GOAL OF THE EXERCISE. Look through the listing below for the string "anyhow". Show each line where it occurs.

PROVIDED RECORDS.

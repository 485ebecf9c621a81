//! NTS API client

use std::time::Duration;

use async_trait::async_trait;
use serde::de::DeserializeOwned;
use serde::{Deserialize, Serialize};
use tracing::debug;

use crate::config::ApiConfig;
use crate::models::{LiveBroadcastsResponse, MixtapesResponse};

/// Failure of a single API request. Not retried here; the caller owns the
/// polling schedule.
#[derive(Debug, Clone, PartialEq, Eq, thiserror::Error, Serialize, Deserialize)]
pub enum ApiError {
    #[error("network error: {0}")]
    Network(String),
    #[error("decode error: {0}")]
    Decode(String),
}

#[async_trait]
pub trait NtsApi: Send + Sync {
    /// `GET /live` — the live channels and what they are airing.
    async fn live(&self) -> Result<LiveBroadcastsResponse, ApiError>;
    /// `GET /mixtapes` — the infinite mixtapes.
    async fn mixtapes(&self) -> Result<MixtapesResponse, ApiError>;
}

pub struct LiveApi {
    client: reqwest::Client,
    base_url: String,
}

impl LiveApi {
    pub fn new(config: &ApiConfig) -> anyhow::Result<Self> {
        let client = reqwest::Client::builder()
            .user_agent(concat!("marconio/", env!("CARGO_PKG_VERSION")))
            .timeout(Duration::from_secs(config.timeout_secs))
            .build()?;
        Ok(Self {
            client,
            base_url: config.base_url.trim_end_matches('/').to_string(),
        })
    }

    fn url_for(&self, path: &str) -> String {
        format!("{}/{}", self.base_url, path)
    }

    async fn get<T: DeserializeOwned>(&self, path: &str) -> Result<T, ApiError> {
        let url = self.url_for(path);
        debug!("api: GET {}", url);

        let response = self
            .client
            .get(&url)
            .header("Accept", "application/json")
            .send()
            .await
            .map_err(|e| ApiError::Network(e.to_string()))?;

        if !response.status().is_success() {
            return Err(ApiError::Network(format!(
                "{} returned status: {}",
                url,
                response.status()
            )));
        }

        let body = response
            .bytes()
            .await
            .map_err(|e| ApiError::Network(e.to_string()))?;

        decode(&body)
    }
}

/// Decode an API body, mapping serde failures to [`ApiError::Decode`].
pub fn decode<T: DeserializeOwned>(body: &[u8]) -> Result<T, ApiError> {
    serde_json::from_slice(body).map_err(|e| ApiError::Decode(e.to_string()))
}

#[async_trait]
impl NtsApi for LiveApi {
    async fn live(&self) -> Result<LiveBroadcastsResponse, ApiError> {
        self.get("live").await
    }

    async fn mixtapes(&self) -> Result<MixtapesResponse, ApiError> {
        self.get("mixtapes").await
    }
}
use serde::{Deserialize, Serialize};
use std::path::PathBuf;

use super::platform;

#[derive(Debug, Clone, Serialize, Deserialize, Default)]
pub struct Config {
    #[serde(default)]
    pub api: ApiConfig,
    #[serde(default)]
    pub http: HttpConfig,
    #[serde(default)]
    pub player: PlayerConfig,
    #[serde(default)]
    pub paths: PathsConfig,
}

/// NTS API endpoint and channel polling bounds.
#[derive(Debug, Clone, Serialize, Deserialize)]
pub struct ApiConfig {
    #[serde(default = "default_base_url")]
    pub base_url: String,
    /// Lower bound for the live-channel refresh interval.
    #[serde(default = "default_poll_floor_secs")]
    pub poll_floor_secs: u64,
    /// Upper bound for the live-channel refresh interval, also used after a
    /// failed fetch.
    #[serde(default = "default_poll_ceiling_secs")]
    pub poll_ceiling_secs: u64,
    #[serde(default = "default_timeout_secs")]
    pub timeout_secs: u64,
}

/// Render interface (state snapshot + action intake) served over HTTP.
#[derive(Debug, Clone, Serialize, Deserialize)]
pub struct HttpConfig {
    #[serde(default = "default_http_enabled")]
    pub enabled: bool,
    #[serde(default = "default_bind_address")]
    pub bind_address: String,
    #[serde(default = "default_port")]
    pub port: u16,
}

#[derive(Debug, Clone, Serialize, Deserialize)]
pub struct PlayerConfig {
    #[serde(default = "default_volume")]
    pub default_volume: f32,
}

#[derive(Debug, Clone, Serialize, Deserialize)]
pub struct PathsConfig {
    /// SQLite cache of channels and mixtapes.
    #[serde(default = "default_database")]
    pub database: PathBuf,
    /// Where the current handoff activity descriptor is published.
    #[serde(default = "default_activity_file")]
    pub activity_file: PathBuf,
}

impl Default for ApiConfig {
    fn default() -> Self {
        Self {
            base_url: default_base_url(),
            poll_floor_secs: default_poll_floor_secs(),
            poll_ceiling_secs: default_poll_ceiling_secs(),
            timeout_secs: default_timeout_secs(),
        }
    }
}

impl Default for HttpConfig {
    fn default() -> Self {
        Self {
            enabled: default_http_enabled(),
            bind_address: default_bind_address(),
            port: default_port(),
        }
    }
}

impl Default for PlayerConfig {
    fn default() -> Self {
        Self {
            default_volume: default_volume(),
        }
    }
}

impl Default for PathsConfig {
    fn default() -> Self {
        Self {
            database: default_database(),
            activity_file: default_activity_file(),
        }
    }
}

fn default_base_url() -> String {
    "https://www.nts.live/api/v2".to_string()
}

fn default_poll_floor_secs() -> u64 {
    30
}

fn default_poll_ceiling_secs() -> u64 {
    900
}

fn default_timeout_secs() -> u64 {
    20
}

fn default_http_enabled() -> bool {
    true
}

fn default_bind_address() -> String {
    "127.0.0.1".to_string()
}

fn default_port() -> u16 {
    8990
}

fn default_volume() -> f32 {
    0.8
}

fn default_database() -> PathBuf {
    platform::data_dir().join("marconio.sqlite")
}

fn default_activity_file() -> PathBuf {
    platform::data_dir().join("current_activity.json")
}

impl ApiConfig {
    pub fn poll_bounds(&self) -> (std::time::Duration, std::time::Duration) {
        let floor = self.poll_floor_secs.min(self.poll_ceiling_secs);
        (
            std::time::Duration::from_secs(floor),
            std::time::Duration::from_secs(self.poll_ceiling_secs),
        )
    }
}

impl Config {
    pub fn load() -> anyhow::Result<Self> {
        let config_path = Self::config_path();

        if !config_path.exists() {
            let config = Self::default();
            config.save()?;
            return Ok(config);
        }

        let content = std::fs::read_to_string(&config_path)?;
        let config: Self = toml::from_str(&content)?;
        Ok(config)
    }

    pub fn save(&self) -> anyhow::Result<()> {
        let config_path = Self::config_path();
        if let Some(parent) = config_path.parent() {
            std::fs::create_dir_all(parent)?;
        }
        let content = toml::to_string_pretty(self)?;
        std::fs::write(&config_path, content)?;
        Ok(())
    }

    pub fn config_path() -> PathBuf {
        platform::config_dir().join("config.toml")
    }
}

OUTPUT BELOW.
    pub fn new(config: &ApiConfig) -> anyhow::Result<Self> {
    pub fn load() -> anyhow::Result<Self> {
    pub fn save(&self) -> anyhow::Result<()> {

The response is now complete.